**Exercise description**
The data below is to be retyped exactly, line by line.
--- Supplied data Enclosed Below ---
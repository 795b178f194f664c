//! Infrastructure Database Layer
//!
//! PostgreSQL persistence for the advance ledger using SQLx.
//!
//! - [`pool`]: connection pool, ping, migrations
//! - [`repositories`]: SQL over the ledger, customer and sale tables
//! - [`adapters`]: `LedgerStore` and `ReferenceDirectory` implementations
//!
//! # Example
//!
//! ```rust,ignore
//! use infra_db::{create_pool, DatabaseConfig, PostgresLedgerStore};
//!
//! let pool = create_pool(DatabaseConfig::new("postgres://localhost/brickbook")).await?;
//! let store = PostgresLedgerStore::new(pool, Duration::from_secs(5));
//! ```

pub mod pool;
pub mod error;
pub mod repositories;
pub mod adapters;

pub use pool::{
    create_pool, create_pool_from_url, ping, run_migrations, DatabaseConfig, DatabasePool,
};
pub use error::DatabaseError;
pub use adapters::{PostgresLedgerStore, PostgresReferenceDirectory};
--- End of Enclosed Supplied data ---
**Answer section**
repository 795b178f194f664c
//! Infrastructure Database Layer
//!
//! PostgreSQL persistence for the advance ledger using SQLx.
//!
//! - [`pool`]: connection pool, ping, migrations
//! - [`repositories`]: SQL over the ledger, customer and sale tables
//! - [`adapters`]: `LedgerStore` and `ReferenceDirectory` implementations
//!
//! # Example
//!
//! ```rust,ignore
//! use infra_db::{create_pool, DatabaseConfig, PostgresLedgerStore};
//!
//! let pool = create_pool(DatabaseConfig::new("postgres://localhost/brickbook")).await?;
//! let store = PostgresLedgerStore::new(pool, Duration::from_secs(5));
//! ```

pub mod pool;
pub mod error;
pub mod repositories;
pub mod adapters;

pub use pool::{
    create_pool, create_pool_from_url, ping, run_migrations, DatabaseConfig, DatabasePool,
};
pub use error::DatabaseError;
pub use adapters::{PostgresLedgerStore, PostgresReferenceDirectory};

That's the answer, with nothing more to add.